Even if women participated in larger numbers, it would still mean fairly little. That’s because Saudi Arabia is an absolute monarchy where power is concentrated in the hands of the royal ruling family. Though the Saudi government has a Council of Ministers and a 150-member Consultative Assembly, their members are each appointed by the king, who runs the government as the country’s prime minister, issuing royal decrees as law. The only other truly powerful institution in Saudi government is the ulema, the council of leading Islamic religious leaders, which in turn is dominated by the descendants of Muhammed ibn Abd al-Wahhab, enshrining the influence of the relatively radical Wahhabi form of Sunni Islam, which has promoted fundamentalist religious views within Saudi Arabia and, according to many critics, jihadist terrorism outside the country.
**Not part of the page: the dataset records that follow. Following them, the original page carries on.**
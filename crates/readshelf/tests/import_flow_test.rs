//! Integration tests for the import flow: export text in, committed
//! library out, with the mock backend standing in for the service.

use std::sync::Arc;

use readshelf::{
    ImportSession, ImportState, ImportedBook, MockBackend, REVIEW_LIMIT, ReadshelfError,
    parse_export, split_fields,
};

/// Build a well-formed export with `n` unique rows.
fn export_with_rows(n: usize) -> String {
    let mut text = String::from("Title,Author,ISBN,My Rating,Date Read,Date Added,Bookshelves,My Review\n");
    for i in 0..n {
        text.push_str(&format!(
            "\"Book {i}\",\"Author {i}\",\"978000000{i:04}\",{rating},2023/01/02,2022/12/20,read,\"Notes, with commas\"\n",
            i = i,
            rating = i % 6,
        ));
    }
    text
}

// =============================================================================
// Tokenizer and Parser
// =============================================================================

#[test]
fn test_tokenizer_keeps_quotes_for_downstream_stripping() {
    assert_eq!(split_fields(r#"a,"b,c",d"#), vec!["a", "\"b,c\"", "d"]);
}

#[test]
fn test_parser_excludes_rows_with_empty_required_fields() {
    let result = parse_export("Title,Author,My Rating\n,Someone,5\n");
    assert!(matches!(result, Err(ReadshelfError::NoValidBooks)));
}

#[test]
fn test_parser_binds_rating_to_my_rating_column() {
    let text = "\"Book Title\",\"Author Name\",\"My Rating\",\"Average Rating\"\n\
                Dune,Frank Herbert,5,4.2\n";
    let books = parse_export(text).unwrap();
    assert_eq!(books[0].rating, 5);
}

#[test]
fn test_end_to_end_goodreads_row() {
    let text = "Title,Author,ISBN,My Rating,Date Read,Date Added,Bookshelves,My Review\n\
                \"Dune\",\"Frank Herbert\",\"9780441013593\",5,2023/01/02,2022/12/20,read,\"Great book, loved it\"\n";
    let books = parse_export(text).unwrap();

    assert_eq!(books.len(), 1);
    let book = &books[0];
    assert_eq!(book.title, "Dune");
    assert_eq!(book.author, "Frank Herbert");
    assert_eq!(book.isbn, "9780441013593");
    assert!(book.isbn13.is_empty());
    assert_eq!(book.rating, 5);
    assert_eq!(book.date_read, "2023/01/02");
    assert_eq!(book.date_added, "2022/12/20");
    assert_eq!(book.shelves, "read");
    assert_eq!(book.review, "Great book, loved it");
}

// =============================================================================
// Preview and Reconciliation
// =============================================================================

#[test]
fn test_round_trip_unique_rows_against_empty_library() {
    let n = 17;
    let mut session = ImportSession::new(MockBackend::new());
    let preview = session.upload(&export_with_rows(n)).unwrap();

    assert_eq!(preview.books.len(), n);
    assert_eq!(preview.new_count, n);
    assert_eq!(preview.duplicate_count, 0);
}

#[test]
fn test_preview_reports_existing_books_as_duplicates() {
    let backend = MockBackend::with_library(&[("Book 0", "Author 0"), ("Book 1", "Author 1")]);
    let mut session = ImportSession::new(backend);
    let preview = session.upload(&export_with_rows(5)).unwrap();

    assert_eq!(preview.new_count, 3);
    assert_eq!(preview.duplicate_count, 2);
}

#[test]
fn test_isbn_edit_is_idempotent() {
    let mut session = ImportSession::new(MockBackend::new());
    session.upload(&export_with_rows(3)).unwrap();

    session.set_isbn(1, "9780000000000").unwrap();
    let first: Vec<ImportedBook> = session.preview().unwrap().books.clone();
    let (new_count, duplicate_count) = {
        let preview = session.preview().unwrap();
        (preview.new_count, preview.duplicate_count)
    };

    session.set_isbn(1, "9780000000000").unwrap();
    let preview = session.preview().unwrap();
    assert_eq!(preview.books, first);
    assert_eq!(preview.new_count, new_count);
    assert_eq!(preview.duplicate_count, duplicate_count);
}

#[test]
fn test_review_slice_truncates_but_commit_sends_everything() {
    let backend = Arc::new(MockBackend::new());
    let mut session = ImportSession::with_shared(backend.clone());
    session.upload(&export_with_rows(25)).unwrap();

    {
        let preview = session.preview().unwrap();
        assert_eq!(preview.review_slice().len(), REVIEW_LIMIT);
        assert_eq!(preview.hidden_count(), 15);
    }

    let imported = session.commit().unwrap();
    assert_eq!(imported, 25);
    assert_eq!(backend.library_len(), 25);
}

// =============================================================================
// Commit and Failure Recovery
// =============================================================================

#[test]
fn test_commit_success_discards_preview_and_reports_count() {
    let mut session = ImportSession::new(MockBackend::new());
    session.upload(&export_with_rows(4)).unwrap();

    let imported = session.commit().unwrap();
    assert_eq!(imported, 4);
    assert!(session.preview().is_none());
    assert!(matches!(session.state(), ImportState::Done(4)));
}

#[test]
fn test_commit_failure_keeps_preview_for_retry() {
    let mut session = ImportSession::new(MockBackend::failing_commit());
    session.upload(&export_with_rows(4)).unwrap();

    let result = session.commit();
    assert!(matches!(result, Err(ReadshelfError::CommitFailed(_))));

    // The user can retry from the same state without re-uploading.
    let preview = session.preview().expect("preview preserved after failure");
    assert_eq!(preview.books.len(), 4);
    let retry = session.commit();
    assert!(matches!(retry, Err(ReadshelfError::CommitFailed(_))));
}

#[test]
fn test_preview_failure_leaves_session_idle() {
    let mut session = ImportSession::new(MockBackend::failing_preview());

    let result = session.upload(&export_with_rows(2));
    assert!(matches!(result, Err(ReadshelfError::PreviewFailed(_))));
    assert!(session.preview().is_none());

    // Re-upload against the same session is allowed.
    let result = session.upload(&export_with_rows(2));
    assert!(matches!(result, Err(ReadshelfError::PreviewFailed(_))));
}

#[test]
fn test_cancel_then_reupload() {
    let mut session = ImportSession::new(MockBackend::new());
    session.upload(&export_with_rows(3)).unwrap();
    session.cancel();
    assert!(session.preview().is_none());

    let preview = session.upload(&export_with_rows(2)).unwrap();
    assert_eq!(preview.books.len(), 2);
}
Though the symbiotic relationship with Wahhabism has kept the Saudi royal family in power since the 18th century, it has sometimes caused troubling blowback for the monarchy — it was Islamic radicals, notably, who in 1979 tried to seize control by force of Mecca’s Grand Mosque.
In any event, that leaves very little space for the newly constituted ‘municipal councils’ to shape or enact policy. Notably, only two-thirds of the councils’ members are elected — the remaining third are still appointed by the Saudi royal family. In 2014, the Economist Intelligence Unit’s Democracy Index ranked Saudi Arabia 161st out of 167 — only six countries (including Syria and North Korea) managed to score more poorly, and authoritarian countries like China, Russia, Belarus, Sudan, Iran, Cuba, Eritrea and Zimbabwe all managed to rank as less authoritarian as Saudi Arabia.
Abdullah bin Abdulaziz Al Saud, the Saudi king from 2005 until his death in January 2015, took some steps to provide for more education of Saudi women, and it was under his rule that municipal council elections were first held. His half-brother, Salman bin Abdulaziz Al Saud, ascended to the throne on January 23 and, though it is rumored that Salman is in ill health and possibly suffers from Alzheimer’s disease, the new Saudi king is both more conservative and hawkish than his predecessor.
Salman’s first year in power was dominated by a proxy war with the Shiite Iranian Republic, most notably over Yemen, where pro-Iranian Houthi northern rebels took power from a fading Sunni government last year, despite a robust Saudi air campaign to dislodge them.
In April 2015, Salman raised eyebrows by removing his half-brother, Muqrin bin Abdulaziz Al Saud, as the new crown prince, replacing him with the 55-year-old Mohammed bin Nayef bin Abdulaziz Al Saud, the interior minister and a leading figure within the next generation of Saudi princes. Mohammed, whose tough line against radical terrorism has made him a favorite among policymakers in Washington, is now in line to hold the monarchy — when Salman dies and, presumably, Mohammed becomes king, power will pass for the first time in over six decades from the hands of the (many) sons of Abdulaziz (or Ibn Saud), who refounded the modern state of Saudi Arabia and ruled from 1932 until his death in 1953. More controversially, Salman appointed his own son, Mohammad bin Salman Al Saud, the country’s new defense minister, as deputy crown prince.
Friday’s municipal elections are, indeed, a landmark. But make no mistake — it’s not exactly a pivotal moment towards greater liberty or human rights in the Saudi kingdom.